[[ MATERIAL FOR THIS EXERCISE, beginning ]]

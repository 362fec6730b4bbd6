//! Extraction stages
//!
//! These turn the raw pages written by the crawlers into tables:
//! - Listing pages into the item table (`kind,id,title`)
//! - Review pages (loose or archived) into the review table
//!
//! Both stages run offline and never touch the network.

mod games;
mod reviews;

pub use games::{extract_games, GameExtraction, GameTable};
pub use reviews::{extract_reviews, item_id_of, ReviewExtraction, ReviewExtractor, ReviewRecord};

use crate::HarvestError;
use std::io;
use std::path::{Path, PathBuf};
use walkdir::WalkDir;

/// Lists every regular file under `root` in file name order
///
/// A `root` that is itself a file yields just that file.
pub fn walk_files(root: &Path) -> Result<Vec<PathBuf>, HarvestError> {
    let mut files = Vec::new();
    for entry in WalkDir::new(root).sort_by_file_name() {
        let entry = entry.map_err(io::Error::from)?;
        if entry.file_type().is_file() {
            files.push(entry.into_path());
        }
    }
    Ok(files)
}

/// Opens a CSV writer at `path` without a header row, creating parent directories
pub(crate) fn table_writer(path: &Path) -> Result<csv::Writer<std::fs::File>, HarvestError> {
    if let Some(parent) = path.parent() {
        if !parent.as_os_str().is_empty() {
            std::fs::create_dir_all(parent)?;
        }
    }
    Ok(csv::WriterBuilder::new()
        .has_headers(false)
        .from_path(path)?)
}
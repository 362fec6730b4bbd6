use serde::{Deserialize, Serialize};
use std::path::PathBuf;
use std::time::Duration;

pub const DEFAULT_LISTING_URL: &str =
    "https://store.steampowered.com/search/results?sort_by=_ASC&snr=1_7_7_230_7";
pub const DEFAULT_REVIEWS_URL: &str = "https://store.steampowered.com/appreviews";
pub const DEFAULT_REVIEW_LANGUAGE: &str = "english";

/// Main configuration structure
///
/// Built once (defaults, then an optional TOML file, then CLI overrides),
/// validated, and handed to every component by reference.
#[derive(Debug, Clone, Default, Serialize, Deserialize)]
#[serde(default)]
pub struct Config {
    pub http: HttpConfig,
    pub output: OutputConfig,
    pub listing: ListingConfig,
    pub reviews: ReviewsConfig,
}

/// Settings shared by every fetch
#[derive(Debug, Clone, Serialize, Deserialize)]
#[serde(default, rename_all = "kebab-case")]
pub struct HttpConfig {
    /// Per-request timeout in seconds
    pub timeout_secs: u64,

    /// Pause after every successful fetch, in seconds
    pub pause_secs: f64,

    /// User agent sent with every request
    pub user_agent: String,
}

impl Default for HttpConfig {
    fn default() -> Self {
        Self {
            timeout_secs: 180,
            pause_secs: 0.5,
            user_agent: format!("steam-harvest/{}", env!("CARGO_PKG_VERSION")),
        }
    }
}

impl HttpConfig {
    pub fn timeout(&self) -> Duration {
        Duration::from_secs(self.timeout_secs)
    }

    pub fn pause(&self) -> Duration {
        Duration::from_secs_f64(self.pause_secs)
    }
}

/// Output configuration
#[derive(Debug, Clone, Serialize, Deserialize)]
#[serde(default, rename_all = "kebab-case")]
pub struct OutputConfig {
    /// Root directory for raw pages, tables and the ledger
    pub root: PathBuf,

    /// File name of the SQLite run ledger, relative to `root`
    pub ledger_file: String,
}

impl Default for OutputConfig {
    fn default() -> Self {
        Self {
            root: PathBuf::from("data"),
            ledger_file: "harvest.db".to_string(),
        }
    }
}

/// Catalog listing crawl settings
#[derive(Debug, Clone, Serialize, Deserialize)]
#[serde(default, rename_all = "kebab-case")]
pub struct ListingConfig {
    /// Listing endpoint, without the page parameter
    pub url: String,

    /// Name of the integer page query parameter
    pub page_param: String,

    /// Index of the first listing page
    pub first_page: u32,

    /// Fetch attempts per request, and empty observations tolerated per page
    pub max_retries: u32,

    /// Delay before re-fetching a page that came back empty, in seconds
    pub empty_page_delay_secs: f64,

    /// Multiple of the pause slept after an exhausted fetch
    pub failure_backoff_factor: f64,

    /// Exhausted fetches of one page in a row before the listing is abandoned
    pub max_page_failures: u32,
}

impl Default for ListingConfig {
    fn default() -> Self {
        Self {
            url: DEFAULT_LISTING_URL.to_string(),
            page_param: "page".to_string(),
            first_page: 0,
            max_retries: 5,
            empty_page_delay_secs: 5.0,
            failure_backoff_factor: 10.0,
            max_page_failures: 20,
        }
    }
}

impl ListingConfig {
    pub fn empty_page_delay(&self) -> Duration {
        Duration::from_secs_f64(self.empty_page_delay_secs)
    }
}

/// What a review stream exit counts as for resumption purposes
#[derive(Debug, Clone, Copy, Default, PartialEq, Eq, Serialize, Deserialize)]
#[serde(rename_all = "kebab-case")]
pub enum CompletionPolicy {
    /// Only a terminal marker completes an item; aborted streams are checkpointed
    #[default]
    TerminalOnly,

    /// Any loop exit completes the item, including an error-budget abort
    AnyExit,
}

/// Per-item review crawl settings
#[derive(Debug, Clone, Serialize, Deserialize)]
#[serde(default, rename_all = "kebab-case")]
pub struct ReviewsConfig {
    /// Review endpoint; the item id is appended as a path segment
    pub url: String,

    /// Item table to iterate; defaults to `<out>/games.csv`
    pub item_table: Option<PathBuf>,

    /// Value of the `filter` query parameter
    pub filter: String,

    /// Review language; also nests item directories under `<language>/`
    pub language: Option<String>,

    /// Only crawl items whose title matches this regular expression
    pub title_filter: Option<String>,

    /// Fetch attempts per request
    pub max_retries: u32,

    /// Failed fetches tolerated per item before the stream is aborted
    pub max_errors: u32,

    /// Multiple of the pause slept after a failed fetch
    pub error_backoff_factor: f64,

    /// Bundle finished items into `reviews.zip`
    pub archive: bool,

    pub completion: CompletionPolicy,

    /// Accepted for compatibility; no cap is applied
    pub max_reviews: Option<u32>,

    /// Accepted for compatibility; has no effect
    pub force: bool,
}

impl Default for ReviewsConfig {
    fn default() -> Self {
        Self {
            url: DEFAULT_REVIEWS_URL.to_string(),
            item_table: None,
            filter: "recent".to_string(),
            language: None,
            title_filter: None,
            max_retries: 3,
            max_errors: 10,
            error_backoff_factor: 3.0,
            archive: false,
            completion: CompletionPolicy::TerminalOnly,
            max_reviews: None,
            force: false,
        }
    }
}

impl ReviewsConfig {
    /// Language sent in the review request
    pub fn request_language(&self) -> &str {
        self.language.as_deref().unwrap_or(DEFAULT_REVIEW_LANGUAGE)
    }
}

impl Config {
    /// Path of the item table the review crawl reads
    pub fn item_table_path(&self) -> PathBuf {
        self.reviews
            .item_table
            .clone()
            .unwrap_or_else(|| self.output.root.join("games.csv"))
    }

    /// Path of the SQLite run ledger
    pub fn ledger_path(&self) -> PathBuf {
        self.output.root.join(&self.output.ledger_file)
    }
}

[[ MATERIAL FOR THIS EXERCISE, end ]]

EXERCISE REQUIREMENTS:
Copy all lines above where "CompletionPolicy" is present.

RESPONSE TO THIS EXERCISE:
pub enum CompletionPolicy {
    pub completion: CompletionPolicy,
            completion: CompletionPolicy::TerminalOnly,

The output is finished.